Numbers off doesn't mean you have a failed site, though that can be one possibility. One thing I've noticed with pumping since I've started on the pod is that other small issues can sometimes be magnified more than on MDI. I verified this with a friend on a different pump style. Small changes in diet, exercise and especially illness can be magnified to more than what you may have seen if you were taking injections. I think the reason is that on MDI you take different types of insulin that guard against sudden changes. Not that being on a pump is bad due to this, as you are able to force changes to your situation faster than on MDI in most cases.
Do you have a diabetes educator on call? If not, talk to your doctor about this and see if there are signs of other possible problems.
Personally I think the best solution will come after Insulet gets it's devices working in tandem with a constant blood glucose monitoring system. I think they said they are on track to doing this by the end of this year. Got my fingers crossed...
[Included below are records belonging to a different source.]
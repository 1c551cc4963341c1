use std::f32::consts::PI;
use std::time::Duration;

use crate::animation::easing::Easing;
use crate::settings::SealSettings;

/// Which animation logic is active. `Sealed` is terminal.
#[derive(Debug, Clone, Copy, PartialEq, Eq, Hash, Default)]
pub enum AnimationPhase {
    #[default]
    Idle,
    Sealing,
    Sealed,
}

impl AnimationPhase {
    /// Short status text for a host UI.
    #[must_use]
    pub fn status_label(self) -> &'static str {
        match self {
            AnimationPhase::Idle => "Ready",
            AnimationPhase::Sealing => "Sealing…",
            AnimationPhase::Sealed => "Sealed",
        }
    }

    #[must_use]
    pub fn is_sealed(self) -> bool {
        self == AnimationPhase::Sealed
    }
}

/// Output of one sequencer step.
#[derive(Debug, Clone, Copy, PartialEq)]
pub struct SealProgress {
    /// 1 = lid fully open, 0 = fully closed.
    pub lid_progress: f32,
    /// Rise-and-fall envelope added to the yaw rate while sealing.
    pub spin_intensity: f32,
}

impl SealProgress {
    pub const OPEN: Self = Self {
        lid_progress: 1.0,
        spin_intensity: 0.0,
    };
    pub const CLOSED: Self = Self {
        lid_progress: 0.0,
        spin_intensity: 0.0,
    };
}

#[derive(Debug, Clone, Copy, PartialEq, Eq)]
pub enum SealEvent {
    Started,
    Completed,
}

/// One-shot, time-driven seal animation.
///
/// Progress is recomputed from accumulated wall-clock time on every tick,
/// never integrated, so a late or skipped frame can't shift the curve.
#[derive(Debug, Clone)]
pub struct SealSequencer {
    settings: SealSettings,
    easing: Easing,
    phase: AnimationPhase,
    elapsed: Duration,
    progress: SealProgress,
}

impl SealSequencer {
    #[must_use]
    pub fn new(settings: SealSettings) -> Self {
        Self {
            settings,
            easing: Easing::CubicInOut,
            phase: AnimationPhase::Idle,
            elapsed: Duration::ZERO,
            progress: SealProgress::OPEN,
        }
    }

    #[must_use]
    pub fn phase(&self) -> AnimationPhase {
        self.phase
    }

    #[must_use]
    pub fn progress(&self) -> SealProgress {
        self.progress
    }

    #[must_use]
    pub fn elapsed(&self) -> Duration {
        self.elapsed
    }

    /// Elapsed time normalized to the sequence duration, clamped to `[0, 1]`.
    #[must_use]
    pub fn normalized_time(&self) -> f32 {
        let duration = self.settings.duration();
        if duration.is_zero() {
            return 1.0;
        }
        self.elapsed.div_duration_f32(duration).clamp(0.0, 1.0)
    }

    /// `Idle -> Sealing`. Ignored unless the profile is complete and no
    /// sequence has started yet.
    pub fn request(&mut self, profile_complete: bool) -> Option<SealEvent> {
        if !profile_complete {
            log::debug!("Seal request ignored: profile incomplete");
            return None;
        }
        if self.phase != AnimationPhase::Idle {
            log::debug!("Seal request ignored: phase is {:?}", self.phase);
            return None;
        }

        self.phase = AnimationPhase::Sealing;
        self.elapsed = Duration::ZERO;
        self.progress = self.sample(0.0);
        log::info!("Seal sequence started ({:.2}s)", self.settings.duration_secs);
        Some(SealEvent::Started)
    }

    /// Advances the sequence by a wall-clock delta. Outside `Sealing` this is
    /// a no-op. Returns `Completed` exactly once, on the tick that reaches the
    /// end.
    pub fn tick(&mut self, dt: Duration) -> Option<SealEvent> {
        if self.phase != AnimationPhase::Sealing {
            return None;
        }

        self.elapsed = self.elapsed.saturating_add(dt);
        let t = self.normalized_time();

        if t >= 1.0 {
            self.progress = SealProgress::CLOSED;
            self.phase = AnimationPhase::Sealed;
            log::info!("Seal sequence completed after {:?}", self.elapsed);
            return Some(SealEvent::Completed);
        }

        self.progress = self.sample(t);
        None
    }

    /// Pure mapping from normalized time to progress. `t >= 1` is exactly
    /// [`SealProgress::CLOSED`].
    #[must_use]
    pub fn sample(&self, t: f32) -> SealProgress {
        let t = t.clamp(0.0, 1.0);
        if t >= 1.0 {
            return SealProgress::CLOSED;
        }

        let eased = self.easing.evaluate(t);
        let close_fraction = self.settings.lid_close_fraction;
        let lid_phase = if close_fraction > 0.0 {
            (eased / close_fraction).min(1.0)
        } else {
            1.0
        };

        SealProgress {
            lid_progress: 1.0 - lid_phase,
            spin_intensity: (t * PI).sin() * self.settings.spin_peak,
        }
    }
}
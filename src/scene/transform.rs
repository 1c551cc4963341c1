use glam::{Quat, Vec3};

/// Local TRS pose of a scene node.
///
/// The lid articulation writes `rotation` of the lid; the motion driver
/// writes `rotation` and `position` of the root. `scale` is carried so a host
/// can round-trip its own nodes unchanged.
#[derive(Debug, Clone, Copy, PartialEq)]
pub struct Transform {
    pub position: Vec3,
    pub rotation: Quat,
    pub scale: Vec3,
}

impl Transform {
    pub const IDENTITY: Self = Self {
        position: Vec3::ZERO,
        rotation: Quat::IDENTITY,
        scale: Vec3::ONE,
    };

    #[must_use]
    pub fn from_position(position: Vec3) -> Self {
        Self {
            position,
            ..Self::IDENTITY
        }
    }
}

impl Default for Transform {
    fn default() -> Self {
        Self::IDENTITY
    }
}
And, keep the questions coming! Anything is open for question here.
Thanks Scott! A great reminder that illness, hormones, etc. all have an impact!
I try to use all the differnt sites indicated, I do prefer the legs and my back.
I do a correction bolus with the pod I am about to remove, and if I don`t need a correction I try to give 1-.05 units. then do the change check my blood sugar a few times within the next 3 hours to check any highs that are coming on.
I use all the sites recommend for MDI, and my back. As advised, I position in the direction of the bones on limbs & like a belt on the torso. I double my sites by flipping pods 180 degrees on the same sites. I moved from MDI to pods. If you used other pumps, you may have scar tissue you need to avoid.
My blood sugars increase if I need to change my pod & the existing one lifts. I change & correct. After that, normal service resumes.
Insulet is hoping for a prototype of a combined pump/CGM by the end of the year. A working/FDA-approved model is a few years off at best.
Caleb rotates around his abdomen and back in a clockwise manner. When we come back around, we position the Pod in a different direction so that the insertion is somewhere different. He changes his Pods every two days to help with absorption. He's tried his arms, but finds that uncomfortable, plus he uses his arms for DexCom sensors. I've heard that limbs can be better absorbers of insulin bc they are more active. I think bc we stick to the torso, we're able to get consistent results. I've also found that since changing his sites every two days (rather than three) his sites heal much more quickly.
so sorry you are having a bad stretch, my son's fav spots are on his belly pretty horizontal about the pant line, each 'love handle' he doest have much! also he has been pretty lucky with the back of his arm, the fleshy part about an inch or two under the arm pit. we always have him do .5 with the old pod, test post change and bolus 1.5 -4 units depending on his blood sugar. we really seem to have gotten past the post pod change high problem, he can run a bit high on day three if it is a frequently used site, but not consistently. as a general rule we will do two corrections and if he is not coming down we will change him out as we suspect a partial occlusion. so many variables, the diabetes gods need to smile down on you and play nice you deserve a break! wishing you well! amy
Thank you all so much! I know this disease (and the pod) impacts us all differently. But it is really nice to read what works for others. I can’t wait to try your suggestions!